PROBLEM DESCRIPTION: The answer must be the full listing, reproduced without any change.

====== RECORDS FOR THIS TASK

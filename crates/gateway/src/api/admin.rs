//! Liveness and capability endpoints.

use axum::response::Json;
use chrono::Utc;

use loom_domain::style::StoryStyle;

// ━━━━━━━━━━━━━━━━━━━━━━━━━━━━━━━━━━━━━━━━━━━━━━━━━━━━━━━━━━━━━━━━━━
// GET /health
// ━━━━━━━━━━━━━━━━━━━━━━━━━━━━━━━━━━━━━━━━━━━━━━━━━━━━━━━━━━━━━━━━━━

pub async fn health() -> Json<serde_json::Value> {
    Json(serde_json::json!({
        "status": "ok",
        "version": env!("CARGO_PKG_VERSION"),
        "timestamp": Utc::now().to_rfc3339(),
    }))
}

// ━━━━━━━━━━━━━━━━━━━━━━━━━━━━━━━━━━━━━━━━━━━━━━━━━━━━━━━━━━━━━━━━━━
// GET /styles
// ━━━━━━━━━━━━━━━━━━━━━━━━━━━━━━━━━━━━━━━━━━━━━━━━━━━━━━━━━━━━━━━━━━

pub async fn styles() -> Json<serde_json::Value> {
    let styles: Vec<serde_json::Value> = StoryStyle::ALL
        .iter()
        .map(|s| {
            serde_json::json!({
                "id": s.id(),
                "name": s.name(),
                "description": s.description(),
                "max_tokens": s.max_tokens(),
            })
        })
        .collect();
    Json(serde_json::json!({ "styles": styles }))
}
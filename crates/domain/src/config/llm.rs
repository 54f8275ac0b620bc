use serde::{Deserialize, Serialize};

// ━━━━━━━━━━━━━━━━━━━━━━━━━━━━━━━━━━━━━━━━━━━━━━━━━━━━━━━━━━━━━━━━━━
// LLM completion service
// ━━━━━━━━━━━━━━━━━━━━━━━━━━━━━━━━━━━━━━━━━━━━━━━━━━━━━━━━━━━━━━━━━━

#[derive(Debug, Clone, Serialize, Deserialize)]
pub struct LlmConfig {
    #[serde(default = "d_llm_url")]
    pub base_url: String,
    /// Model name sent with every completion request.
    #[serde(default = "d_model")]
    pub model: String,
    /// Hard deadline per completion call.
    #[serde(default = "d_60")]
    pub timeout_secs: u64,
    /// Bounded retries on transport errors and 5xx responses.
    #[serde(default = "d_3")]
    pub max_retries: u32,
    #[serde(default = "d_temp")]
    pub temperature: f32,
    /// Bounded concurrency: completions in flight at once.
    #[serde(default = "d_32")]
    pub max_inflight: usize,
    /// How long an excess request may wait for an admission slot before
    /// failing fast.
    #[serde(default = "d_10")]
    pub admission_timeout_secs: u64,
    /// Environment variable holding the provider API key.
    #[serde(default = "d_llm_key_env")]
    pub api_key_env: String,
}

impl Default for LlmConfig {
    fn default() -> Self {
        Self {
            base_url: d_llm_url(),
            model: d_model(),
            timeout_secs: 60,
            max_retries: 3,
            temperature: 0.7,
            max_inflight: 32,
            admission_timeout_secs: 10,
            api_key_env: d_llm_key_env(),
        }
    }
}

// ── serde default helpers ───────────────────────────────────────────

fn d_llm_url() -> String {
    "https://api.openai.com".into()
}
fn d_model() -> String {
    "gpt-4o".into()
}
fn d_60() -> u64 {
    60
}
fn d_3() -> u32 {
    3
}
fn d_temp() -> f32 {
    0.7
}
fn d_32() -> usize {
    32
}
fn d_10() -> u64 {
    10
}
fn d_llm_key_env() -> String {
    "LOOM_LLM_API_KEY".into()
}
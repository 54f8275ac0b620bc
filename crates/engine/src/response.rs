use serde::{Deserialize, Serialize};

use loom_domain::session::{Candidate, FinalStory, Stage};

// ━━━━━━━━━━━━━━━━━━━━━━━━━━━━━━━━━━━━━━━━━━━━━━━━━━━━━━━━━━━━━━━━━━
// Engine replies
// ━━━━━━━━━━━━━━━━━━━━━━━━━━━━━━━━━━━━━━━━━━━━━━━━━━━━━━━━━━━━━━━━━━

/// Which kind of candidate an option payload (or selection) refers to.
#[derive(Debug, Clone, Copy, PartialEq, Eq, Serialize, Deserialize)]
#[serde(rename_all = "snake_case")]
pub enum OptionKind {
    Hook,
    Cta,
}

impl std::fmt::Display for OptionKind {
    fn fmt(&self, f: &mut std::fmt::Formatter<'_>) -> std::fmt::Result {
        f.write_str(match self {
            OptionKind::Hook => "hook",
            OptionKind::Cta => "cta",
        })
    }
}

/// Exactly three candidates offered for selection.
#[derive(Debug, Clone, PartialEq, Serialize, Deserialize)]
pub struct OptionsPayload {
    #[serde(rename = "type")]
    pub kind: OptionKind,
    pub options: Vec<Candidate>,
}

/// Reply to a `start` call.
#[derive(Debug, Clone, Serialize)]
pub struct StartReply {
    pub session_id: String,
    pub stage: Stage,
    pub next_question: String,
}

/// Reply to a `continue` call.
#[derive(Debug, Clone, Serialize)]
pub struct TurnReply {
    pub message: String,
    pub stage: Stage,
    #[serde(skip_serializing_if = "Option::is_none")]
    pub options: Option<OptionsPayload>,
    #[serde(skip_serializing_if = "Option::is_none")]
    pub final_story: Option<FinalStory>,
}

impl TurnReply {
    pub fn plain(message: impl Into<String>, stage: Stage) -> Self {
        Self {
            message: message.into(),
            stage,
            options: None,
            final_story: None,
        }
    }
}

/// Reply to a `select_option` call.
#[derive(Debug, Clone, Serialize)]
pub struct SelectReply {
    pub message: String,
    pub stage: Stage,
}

============

SOLUTION BELOW:
filename crates/gateway/src/api/admin.rs
//! Liveness and capability endpoints.

use axum::response::Json;
use chrono::Utc;

use loom_domain::style::StoryStyle;

// ━━━━━━━━━━━━━━━━━━━━━━━━━━━━━━━━━━━━━━━━━━━━━━━━━━━━━━━━━━━━━━━━━━
// GET /health
// ━━━━━━━━━━━━━━━━━━━━━━━━━━━━━━━━━━━━━━━━━━━━━━━━━━━━━━━━━━━━━━━━━━

pub async fn health() -> Json<serde_json::Value> {
    Json(serde_json::json!({
        "status": "ok",
        "version": env!("CARGO_PKG_VERSION"),
        "timestamp": Utc::now().to_rfc3339(),
    }))
}

// ━━━━━━━━━━━━━━━━━━━━━━━━━━━━━━━━━━━━━━━━━━━━━━━━━━━━━━━━━━━━━━━━━━
// GET /styles
// ━━━━━━━━━━━━━━━━━━━━━━━━━━━━━━━━━━━━━━━━━━━━━━━━━━━━━━━━━━━━━━━━━━

pub async fn styles() -> Json<serde_json::Value> {
    let styles: Vec<serde_json::Value> = StoryStyle::ALL
        .iter()
        .map(|s| {
            serde_json::json!({
                "id": s.id(),
                "name": s.name(),
                "description": s.description(),
                "max_tokens": s.max_tokens(),
            })
        })
        .collect();
    Json(serde_json::json!({ "styles": styles }))
}
filename crates/domain/src/config/llm.rs
repository 54f8275ac0b620bc
use serde::{Deserialize, Serialize};

// ━━━━━━━━━━━━━━━━━━━━━━━━━━━━━━━━━━━━━━━━━━━━━━━━━━━━━━━━━━━━━━━━━━
// LLM completion service
// ━━━━━━━━━━━━━━━━━━━━━━━━━━━━━━━━━━━━━━━━━━━━━━━━━━━━━━━━━━━━━━━━━━

#[derive(Debug, Clone, Serialize, Deserialize)]
pub struct LlmConfig {
    #[serde(default = "d_llm_url")]
    pub base_url: String,
    /// Model name sent with every completion request.
    #[serde(default = "d_model")]
    pub model: String,
    /// Hard deadline per completion call.
    #[serde(default = "d_60")]
    pub timeout_secs: u64,
    /// Bounded retries on transport errors and 5xx responses.
    #[serde(default = "d_3")]
    pub max_retries: u32,
    #[serde(default = "d_temp")]
    pub temperature: f32,
    /// Bounded concurrency: completions in flight at once.
    #[serde(default = "d_32")]
    pub max_inflight: usize,
    /// How long an excess request may wait for an admission slot before
    /// failing fast.
    #[serde(default = "d_10")]
    pub admission_timeout_secs: u64,
    /// Environment variable holding the provider API key.
    #[serde(default = "d_llm_key_env")]
    pub api_key_env: String,
}

impl Default for LlmConfig {
    fn default() -> Self {
        Self {
            base_url: d_llm_url(),
            model: d_model(),
            timeout_secs: 60,
            max_retries: 3,
            temperature: 0.7,
            max_inflight: 32,
            admission_timeout_secs: 10,
            api_key_env: d_llm_key_env(),
        }
    }
}

// ── serde default helpers ───────────────────────────────────────────

fn d_llm_url() -> String {
    "https://api.openai.com".into()
}
fn d_model() -> String {
    "gpt-4o".into()
}
fn d_60() -> u64 {
    60
}
fn d_3() -> u32 {
    3
}
fn d_temp() -> f32 {
    0.7
}
fn d_32() -> usize {
    32
}
fn d_10() -> u64 {
    10
}
fn d_llm_key_env() -> String {
    "LOOM_LLM_API_KEY".into()
}
repository 54f8275ac0b620bc
filename crates/engine/src/response.rs
use serde::{Deserialize, Serialize};

use loom_domain::session::{Candidate, FinalStory, Stage};

// ━━━━━━━━━━━━━━━━━━━━━━━━━━━━━━━━━━━━━━━━━━━━━━━━━━━━━━━━━━━━━━━━━━
// Engine replies
// ━━━━━━━━━━━━━━━━━━━━━━━━━━━━━━━━━━━━━━━━━━━━━━━━━━━━━━━━━━━━━━━━━━

/// Which kind of candidate an option payload (or selection) refers to.
#[derive(Debug, Clone, Copy, PartialEq, Eq, Serialize, Deserialize)]
#[serde(rename_all = "snake_case")]
pub enum OptionKind {
    Hook,
    Cta,
}

impl std::fmt::Display for OptionKind {
    fn fmt(&self, f: &mut std::fmt::Formatter<'_>) -> std::fmt::Result {
        f.write_str(match self {
            OptionKind::Hook => "hook",
            OptionKind::Cta => "cta",
        })
    }
}

/// Exactly three candidates offered for selection.
#[derive(Debug, Clone, PartialEq, Serialize, Deserialize)]
pub struct OptionsPayload {
    #[serde(rename = "type")]
    pub kind: OptionKind,
    pub options: Vec<Candidate>,
}

/// Reply to a `start` call.
#[derive(Debug, Clone, Serialize)]
pub struct StartReply {
    pub session_id: String,
    pub stage: Stage,
    pub next_question: String,
}

/// Reply to a `continue` call.
#[derive(Debug, Clone, Serialize)]
pub struct TurnReply {
    pub message: String,
    pub stage: Stage,
    #[serde(skip_serializing_if = "Option::is_none")]
    pub options: Option<OptionsPayload>,
    #[serde(skip_serializing_if = "Option::is_none")]
    pub final_story: Option<FinalStory>,
}

impl TurnReply {
    pub fn plain(message: impl Into<String>, stage: Stage) -> Self {
        Self {
            message: message.into(),
            stage,
            options: None,
            final_story: None,
        }
    }
}

/// Reply to a `select_option` call.
#[derive(Debug, Clone, Serialize)]
pub struct SelectReply {
    pub message: String,
    pub stage: Stage,
}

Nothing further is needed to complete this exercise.